Down 38 pounds; 43 pounds to goal.
I am feeling so much more at peace these days. There is so much less yelling and so much more sitting in the back yard enjoying the weather. We are driving very little and spending a lot less money. I am no longer stressed out and preoccupied with trying to figure out how to get my sugar fix(es) worked into each day.
This week I concentrated on just doing the things I wanted to do.
I wanted to journal my food because it helps me see where I got off track and where I felt bad so I don't have to (hopefully) make the same mistake next time.
I love to run so I ran when I felt like it because it felt good. No stopwatch, no intervals, no restrictions or goals; just me and my music (and no cell phone).
I wanted to "sleep in" (5:50 vs. 5:20, thanks to the kids) and do my mourning routine in a leisurely fashion; then stay home or walk to a park where the kids could play all morning.
I wanted to read or write in the evenings instead of racing around and checking things off my list of Things I Should Get Done, like my strength training DVD and yoga and laundry. I stayed up late reading or writing because I wanted to and didn't feel anxious or guilty about it.
I changed some things up this week that weren't working for me (besides doing what I felt like doing instead of my "shoulds"). I walked the dog separate from the kids every day, which is much more enjoyable for all of us, and he gets walked more consistently. I also changed my laundry pattern so that I am washing/drying at night and folding and putting away in the morning, instead of vice versa.
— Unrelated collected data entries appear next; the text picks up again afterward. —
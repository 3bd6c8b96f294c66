//! Regime signal types and the composite classification rules
//!
//! Sub-scores are combined with `SignalWeights` into a composite score and
//! classified against `RegimeThresholds`:
//! - composite > bull threshold → Bull
//! - composite < bear threshold → Bear
//! - |composite| < sideways band → Sideways
//! - anything else → Transition

use chrono::{DateTime, Utc};
use serde::{Deserialize, Serialize};
use std::collections::BTreeMap;

use crate::strategy::{catalog, StrategyType};

#[derive(Debug, Clone, Copy, PartialEq, Eq, Hash, PartialOrd, Ord, Serialize, Deserialize)]
#[serde(rename_all = "snake_case")]
pub enum DetectorRegime {
    Bull,
    Bear,
    Sideways,
    Transition,
}

impl DetectorRegime {
    pub const ALL: [DetectorRegime; 4] = [
        DetectorRegime::Bull,
        DetectorRegime::Bear,
        DetectorRegime::Sideways,
        DetectorRegime::Transition,
    ];

    /// Column of this regime in the strategy catalog
    pub fn index(&self) -> usize {
        match self {
            DetectorRegime::Bull => 0,
            DetectorRegime::Bear => 1,
            DetectorRegime::Sideways => 2,
            DetectorRegime::Transition => 3,
        }
    }

    pub fn as_str(&self) -> &'static str {
        match self {
            DetectorRegime::Bull => "bull",
            DetectorRegime::Bear => "bear",
            DetectorRegime::Sideways => "sideways",
            DetectorRegime::Transition => "transition",
        }
    }
}

impl std::fmt::Display for DetectorRegime {
    fn fmt(&self, f: &mut std::fmt::Formatter<'_>) -> std::fmt::Result {
        f.write_str(self.as_str())
    }
}

/// Indicator family producing one sub-score
#[derive(Debug, Clone, Copy, PartialEq, Eq, Hash, PartialOrd, Ord, Serialize, Deserialize)]
#[serde(rename_all = "snake_case")]
pub enum Indicator {
    Trend,
    Volatility,
    Structure,
    Volume,
    SmartMoney,
    Momentum,
}

impl Indicator {
    pub const ALL: [Indicator; 6] = [
        Indicator::Trend,
        Indicator::Volatility,
        Indicator::Structure,
        Indicator::Volume,
        Indicator::SmartMoney,
        Indicator::Momentum,
    ];
}

/// Weight of each sub-score in the composite
///
/// The defaults sum to 1.1; they are not renormalised.
#[derive(Debug, Clone, Copy, PartialEq, Serialize, Deserialize)]
#[serde(default)]
pub struct SignalWeights {
    pub trend: f64,
    pub volatility: f64,
    pub structure: f64,
    pub volume: f64,
    pub smart_money: f64,
    pub momentum: f64,
}

impl Default for SignalWeights {
    fn default() -> Self {
        Self {
            trend: 0.30,
            volatility: 0.10,
            structure: 0.25,
            volume: 0.10,
            smart_money: 0.20,
            momentum: 0.15,
        }
    }
}

impl SignalWeights {
    pub fn weight(&self, indicator: Indicator) -> f64 {
        match indicator {
            Indicator::Trend => self.trend,
            Indicator::Volatility => self.volatility,
            Indicator::Structure => self.structure,
            Indicator::Volume => self.volume,
            Indicator::SmartMoney => self.smart_money,
            Indicator::Momentum => self.momentum,
        }
    }
}

#[derive(Debug, Clone, Copy, PartialEq, Serialize, Deserialize)]
#[serde(default)]
pub struct RegimeThresholds {
    /// Composite strictly above this is Bull
    pub bull: f64,
    /// Composite strictly below this is Bear
    pub bear: f64,
    /// |composite| strictly below this is Sideways
    pub sideways_band: f64,
    pub max_confidence: f64,
    /// Sideways confidence is `1 - slope * |composite|`
    pub sideways_confidence_slope: f64,
    pub transition_confidence: f64,
    /// Momentum sub-score above which a Bull market focuses on breakout bots
    pub momentum_focus: f64,
}

impl Default for RegimeThresholds {
    fn default() -> Self {
        Self {
            bull: 0.3,
            bear: -0.3,
            sideways_band: 0.15,
            max_confidence: 0.95,
            sideways_confidence_slope: 3.0,
            transition_confidence: 0.6,
            momentum_focus: 0.5,
        }
    }
}

/// Weighted sum over the sub-scores that are present
pub fn composite_score(signals: &BTreeMap<Indicator, f64>, weights: &SignalWeights) -> f64 {
    signals
        .iter()
        .map(|(indicator, value)| value * weights.weight(*indicator))
        .sum()
}

/// Map a composite score to a regime and its confidence (clamped to [0, 1])
pub fn classify_composite(composite: f64, thresholds: &RegimeThresholds) -> (DetectorRegime, f64) {
    let (regime, confidence) = if composite > thresholds.bull {
        (DetectorRegime::Bull, composite.min(thresholds.max_confidence))
    } else if composite < thresholds.bear {
        (DetectorRegime::Bear, composite.abs().min(thresholds.max_confidence))
    } else if composite.abs() < thresholds.sideways_band {
        (
            DetectorRegime::Sideways,
            1.0 - composite.abs() * thresholds.sideways_confidence_slope,
        )
    } else {
        (DetectorRegime::Transition, thresholds.transition_confidence)
    };

    (regime, confidence.clamp(0.0, 1.0))
}

/// Confidence scaled by how much the sub-scores agree
///
/// Agreement is `1 - population_std / 2`. No sub-scores means full agreement.
pub fn signal_strength(confidence: f64, signals: &BTreeMap<Indicator, f64>) -> f64 {
    if signals.is_empty() {
        return confidence.clamp(0.0, 1.0);
    }

    let n = signals.len() as f64;
    let mean = signals.values().sum::<f64>() / n;
    let variance = signals.values().map(|v| (v - mean).powi(2)).sum::<f64>() / n;

    let agreement = 1.0 - variance.sqrt() / 2.0;
    (confidence * agreement).clamp(0.0, 1.0)
}

/// Bot allocation advice attached to a signal
#[derive(Debug, Clone, PartialEq, Serialize, Deserialize)]
pub struct Recommendations {
    pub primary_strategy: String,
    /// Fraction of capital per archetype, empty on the fallback signal
    pub weights: BTreeMap<StrategyType, f64>,
    pub focus_bots: Option<String>,
}

impl Recommendations {
    pub fn for_regime(
        regime: DetectorRegime,
        signals: &BTreeMap<Indicator, f64>,
        thresholds: &RegimeThresholds,
    ) -> Self {
        let weights = catalog::detector_types()
            .map(|p| (p.strategy_type, catalog::detector_weight(p.strategy_type, regime)))
            .collect();

        Self {
            primary_strategy: regime.as_str().to_string(),
            weights,
            focus_bots: Some(focus_bots(regime, signals, thresholds).to_string()),
        }
    }

    fn conservative() -> Self {
        Self {
            primary_strategy: "conservative".to_string(),
            weights: BTreeMap::new(),
            focus_bots: None,
        }
    }

    /// Flat text view, e.g. `momentum_allocation -> "40.0%"`
    pub fn as_text(&self) -> BTreeMap<String, String> {
        let mut text = BTreeMap::new();
        text.insert("primary_strategy".to_string(), self.primary_strategy.clone());

        for (strategy_type, weight) in &self.weights {
            if let Some(group) = catalog::profile(*strategy_type).bot_group {
                text.insert(format!("{}_allocation", group), format!("{:.1}%", weight * 100.0));
            }
        }

        if let Some(focus) = &self.focus_bots {
            text.insert("focus_bots".to_string(), focus.clone());
        }
        text
    }
}

fn focus_bots(
    regime: DetectorRegime,
    signals: &BTreeMap<Indicator, f64>,
    thresholds: &RegimeThresholds,
) -> &'static str {
    match regime {
        DetectorRegime::Bull => {
            let momentum = signals.get(&Indicator::Momentum).copied().unwrap_or(0.0);
            if momentum > thresholds.momentum_focus {
                "Elliott Wave Bot, Breakout Bot"
            } else {
                "Smart Money Tracker, Volatility Surfer"
            }
        }
        DetectorRegime::Bear => "Smart Money Tracker, Mean Reversion Bot",
        DetectorRegime::Sideways => "Support/Resistance Bot, Mean Reversion Bot",
        DetectorRegime::Transition => "Smart Money Tracker, Order Book Predator",
    }
}

/// Result of one regime analysis
#[derive(Debug, Clone, PartialEq, Serialize, Deserialize)]
pub struct RegimeSignal {
    pub pair: String,
    pub timestamp: DateTime<Utc>,
    pub regime: DetectorRegime,
    pub confidence: f64,
    pub strength: f64,
    /// Consecutive earlier analyses of this pair with the same regime
    pub duration: u32,
    pub composite: f64,
    pub signals: BTreeMap<Indicator, f64>,
    pub recommendations: Recommendations,
}

impl RegimeSignal {
    /// Neutral signal returned when analysis fails
    pub fn fallback(pair: &str, timestamp: DateTime<Utc>) -> Self {
        Self {
            pair: pair.to_string(),
            timestamp,
            regime: DetectorRegime::Sideways,
            confidence: 0.5,
            strength: 0.5,
            duration: 0,
            composite: 0.0,
            signals: BTreeMap::new(),
            recommendations: Recommendations::conservative(),
        }
    }

    pub fn is_fallback(&self) -> bool {
        self.signals.is_empty() && self.recommendations.primary_strategy == "conservative"
    }
}

#[cfg(test)]
mod tests {
    use super::*;

    fn signals(values: &[(Indicator, f64)]) -> BTreeMap<Indicator, f64> {
        values.iter().copied().collect()
    }

    #[test]
    fn test_classification_boundaries() {
        let thresholds = RegimeThresholds::default();

        let (regime, confidence) = classify_composite(0.31, &thresholds);
        assert_eq!(regime, DetectorRegime::Bull);
        assert!((confidence - 0.31).abs() < 1e-12);

        assert_eq!(classify_composite(0.29, &thresholds).0, DetectorRegime::Transition);
        assert_eq!(classify_composite(0.3, &thresholds).0, DetectorRegime::Transition);
        assert_eq!(classify_composite(-0.3, &thresholds).0, DetectorRegime::Transition);
        assert_eq!(classify_composite(-0.31, &thresholds).0, DetectorRegime::Bear);
        assert_eq!(classify_composite(0.15, &thresholds).0, DetectorRegime::Transition);
        assert_eq!(classify_composite(0.1499, &thresholds).0, DetectorRegime::Sideways);
    }

    #[test]
    fn test_classification_confidence() {
        let thresholds = RegimeThresholds::default();

        assert_eq!(classify_composite(1.05, &thresholds).1, 0.95);
        assert_eq!(classify_composite(-0.8, &thresholds).1, 0.8);
        assert_eq!(classify_composite(0.0, &thresholds).1, 1.0);
        assert!((classify_composite(-0.1, &thresholds).1 - 0.7).abs() < 1e-12);
        assert_eq!(classify_composite(0.2, &thresholds).1, 0.6);
    }

    #[test]
    fn test_composite_uses_present_scores_only() {
        let weights = SignalWeights::default();
        let only_trend = signals(&[(Indicator::Trend, 1.0)]);
        assert!((composite_score(&only_trend, &weights) - 0.3).abs() < 1e-12);

        let all_max: BTreeMap<_, _> = Indicator::ALL.iter().map(|i| (*i, 1.0)).collect();
        assert!((composite_score(&all_max, &weights) - 1.1).abs() < 1e-12);
    }

    #[test]
    fn test_strength_penalises_disagreement() {
        let agree: BTreeMap<_, _> = Indicator::ALL.iter().map(|i| (*i, 0.5)).collect();
        assert!((signal_strength(0.8, &agree) - 0.8).abs() < 1e-12);

        let split = signals(&[(Indicator::Trend, 1.0), (Indicator::Momentum, -1.0)]);
        // population std of {1, -1} is 1, agreement 0.5
        assert!((signal_strength(0.8, &split) - 0.4).abs() < 1e-12);
    }

    #[test]
    fn test_recommendations_text() {
        let thresholds = RegimeThresholds::default();
        let strong_momentum = signals(&[(Indicator::Momentum, 0.7)]);

        let bull = Recommendations::for_regime(DetectorRegime::Bull, &strong_momentum, &thresholds);
        let text = bull.as_text();
        assert_eq!(text["primary_strategy"], "bull");
        assert_eq!(text["momentum_allocation"], "40.0%");
        assert_eq!(text["smart_money_allocation"], "30.0%");
        assert_eq!(text["volatility_allocation"], "20.0%");
        assert_eq!(text["mean_reversion_allocation"], "10.0%");
        assert_eq!(text["focus_bots"], "Elliott Wave Bot, Breakout Bot");

        let weak = Recommendations::for_regime(DetectorRegime::Bull, &BTreeMap::new(), &thresholds);
        assert_eq!(
            weak.focus_bots.as_deref(),
            Some("Smart Money Tracker, Volatility Surfer")
        );

        let transition =
            Recommendations::for_regime(DetectorRegime::Transition, &BTreeMap::new(), &thresholds);
        assert_eq!(transition.weights[&StrategyType::MeanReversion], 0.0);
        assert_eq!(transition.weights[&StrategyType::SmartMoney], 0.5);
    }

    #[test]
    fn test_fallback_signal() {
        let signal = RegimeSignal::fallback("BTC/USDT", Utc::now());
        assert_eq!(signal.regime, DetectorRegime::Sideways);
        assert_eq!(signal.confidence, 0.5);
        assert_eq!(signal.strength, 0.5);
        assert_eq!(signal.duration, 0);
        assert!(signal.is_fallback());
        assert_eq!(signal.recommendations.as_text().len(), 1);
    }
}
I finished a book this week that has totally turned my world upside down. Good Calories, Bad Calories, by Gary Taubes. I heard him speak on MPR several weeks ago and got the book from the library. Taubes is a science writer and what he had to say dovetailed beautifully with what I am already doing--both in nutrition and exercise. I loved the book, although it was a tough read since it is mostly discussion about research.